Walmart orders all violent video game signs to be removed from its stores

Walmart has requested that its employees remove any video game signs that depict violence after a mass shooting left 22 people dead at one of its stores in El Paso, Texas last weekend.

The order was released in an internal memo, instructing workers “to remove any violent marketing material, unplug Xbox and PlayStation consoles that show violent video games and turn off any violence depicted on screens in its electronics departments,” according to the Associated Press.

All hunting season videos in the sporting goods department were also banned from being displayed. Walmart will not make any changes to the sale of violent video games and will continue to sell guns in its stores.

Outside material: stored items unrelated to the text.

// ============================================================================
// Decoding
// ============================================================================

/// Decode a tagged JSON value into a transform tree
///
/// No legacy repair is applied; see [`from_json_value`].
///
/// # Errors
///
/// Returns `TransformError::UnknownTransformType` for an unrecognised tag,
/// `TransformError::MalformedJson` for missing or mistyped fields, and any
/// construction error of the decoded nodes. Errors anywhere in the tree fail
/// the whole decode.
pub fn decode(value: &Value) -> TransformResult<Transform> {
    let obj = as_object(value, "transform")?;
    let tag = obj
        .get(TYPE_KEY)
        .ok_or_else(|| TransformError::MalformedJson("missing \"type\" tag".to_string()))?
        .as_str()
        .ok_or_else(|| TransformError::MalformedJson("\"type\" tag is not a string".to_string()))?;
    let kind = TransformKind::from_tag(tag)
        .ok_or_else(|| TransformError::UnknownTransformType(tag.to_string()))?;

    match kind {
        TransformKind::Affine3D => decode_affine_3d(value),
        TransformKind::Affine2D => {
            let rec: Affine2DRecord = record(value, kind)?;
            if rec.affinetransform2d.len() != 6 {
                return Err(TransformError::MalformedJson(format!(
                    "affinetransform2d needs 6 values, got {}",
                    rec.affinetransform2d.len()
                )));
            }
            Ok(Transform::Affine(AffineTransform::from_row_packed(
                &rec.affinetransform2d,
            )?))
        }
        TransformKind::ThinPlateSpline => {
            let rec: SplineRecord = record(value, kind)?;
            let src = landmarks_from_wire(rec.src_pts)?;
            let tgt = landmarks_from_wire(rec.tgt_pts)?;
            Ok(Transform::ThinPlateSpline(ThinPlateSpline::new(&src, &tgt)?))
        }
        TransformKind::Sequence => Ok(Transform::Sequence(Sequence::new(decode_children(obj)?))),
        TransformKind::InvertibleSequence => Ok(Transform::InvertibleSequence(
            InvertibleSequence::new(decode_children(obj)?)?,
        )),
        TransformKind::Bounded => {
            let inner = decode(field(obj, BOUNDED_INNER_KEY)?)?;
            let rec: IntervalRecord = record(value, kind)?;
            Ok(Transform::Bounded(Bounded::new(
                inner,
                rec.interval_min,
                rec.interval_max,
            )?))
        }
        TransformKind::Wrapped2DIn3D => {
            let inner = decode(field(obj, WRAPPED_KEY)?)?;
            Ok(Transform::Wrapped2DIn3D(Wrapped2DIn3D::new(inner)?))
        }
        TransformKind::NumericInverse => {
            let inner = decode(field(obj, WRAPPED_KEY)?)?;
            let rec: IterationRecord = record(value, kind)?;
            Ok(Transform::NumericInverse(NumericInverse::with_parameters(
                inner,
                rec.tolerance.unwrap_or(DEFAULT_TOLERANCE),
                rec.max_iterations.unwrap_or(DEFAULT_MAX_ITERATIONS),
            )?))
        }
    }
}
//! Error types for warpy-resample

use thiserror::Error;
use warpy_transform::TransformError;

/// Error reported by a pixel source
pub type SourceError = Box<dyn std::error::Error + Send + Sync>;

/// Errors that can occur while resampling
#[derive(Debug, Error)]
pub enum ResampleError {
    /// Transform error
    #[error("transform error: {0}")]
    Transform(#[from] TransformError),

    /// Core library error
    #[error("core error: {0}")]
    Core(#[from] warpy_core::Error),

    /// The interpolation kernel cannot handle the source pixel format
    #[error("{interpolation} interpolation is not supported for {format} pixels")]
    UnsupportedPixelFormat {
        interpolation: String,
        format: String,
    },

    /// The pixel source failed to deliver a region
    #[error("pixel source unavailable: {0}")]
    SourceUnavailable(#[source] SourceError),

    /// The request cannot be served
    #[error("invalid request: {0}")]
    InvalidRequest(String),
}

/// Result type for resampling operations
pub type ResampleResult<T> = Result<T, ResampleError>;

“We’ve taken this action out of respect for the incidents of the past week,” Walmart spokeswoman Tara House said in an email to the Associated Press.

Thomas Marshall, a Walmart employee in San Bruno, California, denounced the memo as a “non-answer and a non-solution.” Marshall assisted in creating a petition with more than 53,000 signatures for the retailer to stop selling guns, which he said the organizers plan to email to Walmart CEO Doug McMillon on Friday.

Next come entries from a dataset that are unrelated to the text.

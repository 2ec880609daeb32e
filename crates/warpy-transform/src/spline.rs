//! Thin-plate spline transform
//!
//! A thin-plate spline maps each source landmark exactly onto its target
//! landmark and interpolates smoothly in between. For a query point `p` in
//! `D` dimensions:
//! ```text
//! f(p) = a0 + A p + sum_i w_i U(|p - s_i|),   U(r) = r^2 ln r
//! ```
//! The affine part `(a0, A)` and the radial weights `w_i` come from solving
//! the `(N + D + 1)` square system
//! ```text
//! | K   P | | w |   | t |
//! | P^T 0 | | a | = | 0 |
//! ```
//! with `K_ij = U(|s_i - s_j|)` and `P_i = [1, s_i]`.
//!
//! The spline has no closed-form inverse; wrap it in a
//! [`NumericInverse`](crate::NumericInverse) when one is needed.

use crate::point::{MAX_DIMS, RealPoint};
use crate::{TransformError, TransformResult};
use nalgebra::{DMatrix, DVector};

/// Smallest allowed ratio between the extreme singular values of the
/// landmark design matrix `[1, s_i]`
const MIN_CONDITION: f64 = 1e-10;

/// The radial basis function U(r) = r^2 ln r, expressed in terms of r^2
#[inline]
fn r2_log_r(r2: f64) -> f64 {
    if r2 <= 0.0 { 0.0 } else { 0.5 * r2 * r2.ln() }
}

/// Landmark-driven thin-plate spline
#[derive(Debug, Clone)]
pub struct ThinPlateSpline {
    dims: usize,
    /// N x D, landmark-major
    source: Vec<f64>,
    /// N x D, landmark-major
    target: Vec<f64>,
    /// N x D radial weights
    weights: Vec<f64>,
    /// (D + 1) x D affine coefficients: translation row then linear rows
    affine: Vec<f64>,
}

impl ThinPlateSpline {
    /// Solve a spline from landmark correspondences
    ///
    /// # Arguments
    ///
    /// * `source` - N landmarks, each a slice of D coordinates
    /// * `target` - N landmarks matched index by index to `source`
    ///
    /// # Errors
    ///
    /// Returns `TransformError::InvalidParameters` if the arrays are not
    /// rectangular, disagree in shape, hold fewer than D + 1 landmarks, have
    /// a dimensionality other than 2 or 3, contain non-finite values, or if
    /// the landmarks are degenerate (e.g. collinear in 2D).
    pub fn new(source: &[Vec<f64>], target: &[Vec<f64>]) -> TransformResult<Self> {
        let n = source.len();
        let dims = source.first().map_or(0, |p| p.len());
        if !(2..=MAX_DIMS).contains(&dims) {
            return Err(TransformError::InvalidParameters(format!(
                "thin-plate spline landmarks must be 2D or 3D, got {dims}D"
            )));
        }
        if target.len() != n {
            return Err(TransformError::InvalidParameters(format!(
                "{} source landmarks but {} target landmarks",
                n,
                target.len()
            )));
        }
        if source.iter().chain(target).any(|p| p.len() != dims) {
            return Err(TransformError::InvalidParameters(
                "landmark arrays are not rectangular".to_string(),
            ));
        }
        if n < dims + 1 {
            return Err(TransformError::InvalidParameters(format!(
                "{dims}D thin-plate spline needs at least {} landmarks, got {n}",
                dims + 1
            )));
        }
        let flat_src: Vec<f64> = source.iter().flatten().copied().collect();
        let flat_tgt: Vec<f64> = target.iter().flatten().copied().collect();
        if flat_src.iter().chain(&flat_tgt).any(|v| !v.is_finite()) {
            return Err(TransformError::InvalidParameters(
                "landmarks contain non-finite values".to_string(),
            ));
        }

        check_affine_rank(&flat_src, n, dims)?;
        let (weights, affine) = solve(&flat_src, &flat_tgt, n, dims)?;

        Ok(ThinPlateSpline {
            dims,
            source: flat_src,
            target: flat_tgt,
            weights,
            affine,
        })
    }

    #[inline]
    pub fn num_dimensions(&self) -> usize {
        self.dims
    }

    /// Number of landmark pairs
    pub fn num_landmarks(&self) -> usize {
        self.source.len() / self.dims
    }

    /// Source landmarks, one row of D coordinates per landmark
    pub fn source_landmarks(&self) -> Vec<Vec<f64>> {
        self.source.chunks(self.dims).map(<[f64]>::to_vec).collect()
    }

    /// Target landmarks, one row of D coordinates per landmark
    pub fn target_landmarks(&self) -> Vec<Vec<f64>> {
        self.target.chunks(self.dims).map(<[f64]>::to_vec).collect()
    }

    /// Evaluate the spline at a point
    pub fn apply(&self, p: RealPoint) -> RealPoint {
        let d = self.dims;
        let mut out = p;
        let mut acc = [0.0f64; MAX_DIMS];

        // affine part
        for (k, slot) in acc.iter_mut().enumerate().take(d) {
            let mut v = self.affine[k];
            for j in 0..d {
                v += self.affine[(j + 1) * d + k] * p.get(j);
            }
            *slot = v;
        }

        for (i, s) in self.source.chunks(d).enumerate() {
            let r2: f64 = s
                .iter()
                .enumerate()
                .map(|(j, &c)| {
                    let diff = p.get(j) - c;
                    diff * diff
                })
                .sum();
            let u = r2_log_r(r2);
            if u != 0.0 {
                for (k, slot) in acc.iter_mut().enumerate().take(d) {
                    *slot += self.weights[i * d + k] * u;
                }
            }
        }

        for (k, &v) in acc.iter().enumerate().take(d) {
            out.set(k, v);
        }
        out
    }
}

/// Reject landmark sets whose affine span is degenerate
fn check_affine_rank(src: &[f64], n: usize, dims: usize) -> TransformResult<()> {
    let p = DMatrix::from_fn(n, dims + 1, |i, j| if j == 0 { 1.0 } else { src[i * dims + j - 1] });
    let sv = p.singular_values();
    let max = sv.max();
    let min = sv.min();
    if !(max > 0.0) || min / max < MIN_CONDITION {
        return Err(TransformError::InvalidParameters(
            "thin-plate spline landmarks are degenerate".to_string(),
        ));
    }
    Ok(())
}

fn solve(src: &[f64], tgt: &[f64], n: usize, dims: usize) -> TransformResult<(Vec<f64>, Vec<f64>)> {
    let size = n + dims + 1;
    let mut l = DMatrix::<f64>::zeros(size, size);
    for i in 0..n {
        for j in (i + 1)..n {
            let r2: f64 = (0..dims)
                .map(|k| {
                    let diff = src[i * dims + k] - src[j * dims + k];
                    diff * diff
                })
                .sum();
            let u = r2_log_r(r2);
            l[(i, j)] = u;
            l[(j, i)] = u;
        }
        l[(i, n)] = 1.0;
        l[(n, i)] = 1.0;
        for k in 0..dims {
            l[(i, n + 1 + k)] = src[i * dims + k];
            l[(n + 1 + k, i)] = src[i * dims + k];
        }
    }

    let lu = l.lu();
    let mut weights = vec![0.0; n * dims];
    let mut affine = vec![0.0; (dims + 1) * dims];
    for k in 0..dims {
        let mut rhs = DVector::<f64>::zeros(size);
        for i in 0..n {
            rhs[i] = tgt[i * dims + k];
        }
        let x = lu.solve(&rhs).ok_or_else(|| {
            TransformError::InvalidParameters(
                "thin-plate spline system is singular (duplicate landmarks?)".to_string(),
            )
        })?;
        if x.iter().any(|v| !v.is_finite()) {
            return Err(TransformError::InvalidParameters(
                "thin-plate spline system is ill-conditioned".to_string(),
            ));
        }
        for i in 0..n {
            weights[i * dims + k] = x[i];
        }
        for j in 0..=dims {
            affine[j * dims + k] = x[n + j];
        }
    }
    Ok((weights, affine))
}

After the shooting, McMillon pledged the company would be “thoughtful and deliberate in our responses.”

2020 Democratic presidential candidate and Massachusetts Sen. Elizabeth Warren called on Walmart to “stop selling guns” on Friday and dubbed the company “one of the largest gun retailers in the world.”

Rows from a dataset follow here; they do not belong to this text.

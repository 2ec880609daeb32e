//! Interpolation kernel regression test
//!
//! Checks that every kernel's weights sum to one at arbitrary sub-pixel
//! offsets, that each cubic mode uses its own shape constants, and that all
//! kernels reproduce a constant image.

use warpy_core::Raster;
use warpy_resample::{Kernel, cubic_weight};
use warpy_test::{RegParams, SimpleRng};
use warpy_transform::InterpolationMode;

#[test]
fn kernel_partition_reg() {
    let mut rp = RegParams::new("kernel_partition");
    let mut rng = SimpleRng::new(7);

    for mode in InterpolationMode::all() {
        let kernel = Kernel::new(mode);
        for _ in 0..50 {
            let fx = rng.range(1.0, 5.0);
            let fy = rng.range(1.0, 5.0);
            let fp = kernel.footprint(fx, fy, 8, 8);
            rp.check(fp.is_some(), "position inside every sampling window");
            if let Some(fp) = fp {
                let sx: f64 = fp.x_weights().iter().sum();
                let sy: f64 = fp.y_weights().iter().sum();
                rp.compare_values(1.0, sx, 1e-12);
                rp.compare_values(1.0, sy, 1e-12);
            }
        }
    }

    assert!(rp.cleanup(), "kernel partition regression test failed");
}

#[test]
fn kernel_parameters_reg() {
    let mut rp = RegParams::new("kernel_parameters");

    let expected = [
        (InterpolationMode::Bicubic, 1.0, 0.0),
        (InterpolationMode::CatmullRom, 0.5, 0.0),
        (InterpolationMode::MitchellNetravali, 1.0 / 3.0, 1.0 / 3.0),
        (InterpolationMode::CubicBSpline, 0.0, 1.0),
    ];
    for (mode, a, b) in expected {
        let fp = Kernel::new(mode).footprint(2.3, 2.0, 8, 8).unwrap();
        let w = fp.x_weights();
        rp.compare_values(cubic_weight(1.3, a, b), w[0], 1e-12);
        rp.compare_values(cubic_weight(0.3, a, b), w[1], 1e-12);
        rp.compare_values(cubic_weight(0.7, a, b), w[2], 1e-12);
        rp.compare_values(cubic_weight(1.7, a, b), w[3], 1e-12);
        // integer position along y
        rp.compare_values(1.0 - b / 3.0, fp.y_weights()[1], 1e-12);
    }

    // an impulse is smoothed by the B-spline and preserved by Catmull-Rom
    let mut data = vec![0.0f32; 49];
    data[3 * 7 + 3] = 90.0;
    let impulse = Raster::from_f32(7, 7, 1, data).unwrap();
    let bspline = Kernel::new(InterpolationMode::CubicBSpline)
        .interpolate(&impulse, 0, 3.0, 3.0)
        .unwrap();
    rp.compare_values(90.0 * 4.0 / 9.0, bspline, 1e-9);
    let catmull = Kernel::new(InterpolationMode::CatmullRom)
        .interpolate(&impulse, 0, 3.0, 3.0)
        .unwrap();
    rp.compare_values(90.0, catmull, 1e-9);

    assert!(rp.cleanup(), "kernel parameter regression test failed");
}

#[test]
fn kernel_constant_reg() {
    let mut rp = RegParams::new("kernel_constant");
    let mut rng = SimpleRng::new(0xc0ffee);
    let flat = Raster::from_u16(10, 10, 2, vec![1234; 200]).unwrap();

    for mode in InterpolationMode::all() {
        let kernel = Kernel::new(mode);
        for _ in 0..20 {
            let fx = rng.range(1.0, 7.0);
            let fy = rng.range(1.0, 7.0);
            for band in 0..2 {
                let v = kernel.interpolate(&flat, band, fx, fy).unwrap();
                rp.compare_values(1234.0, v, 1e-9);
            }
        }
        rp.check(
            kernel.interpolate(&flat, 0, 9.6, 2.0).is_none(),
            "position beyond the last column",
        );
    }

    assert!(rp.cleanup(), "kernel constant regression test failed");
}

President Trump has insisted that there is a link between violent video games and mass shootings, saying in recent remarks that it is “too easy today for troubled youth to surround themselves with a culture that celebrates violence.”

But no scientific study has independently proven there is a correlation between gun violence and brutal video games, though there has been some research that suggests violence in video games can escalate a person’s physical aggression.

“Scant evidence has emerged that makes any causal or correlation connection between playing violent video games and actually committing violent activities,” the American Psychological Association said.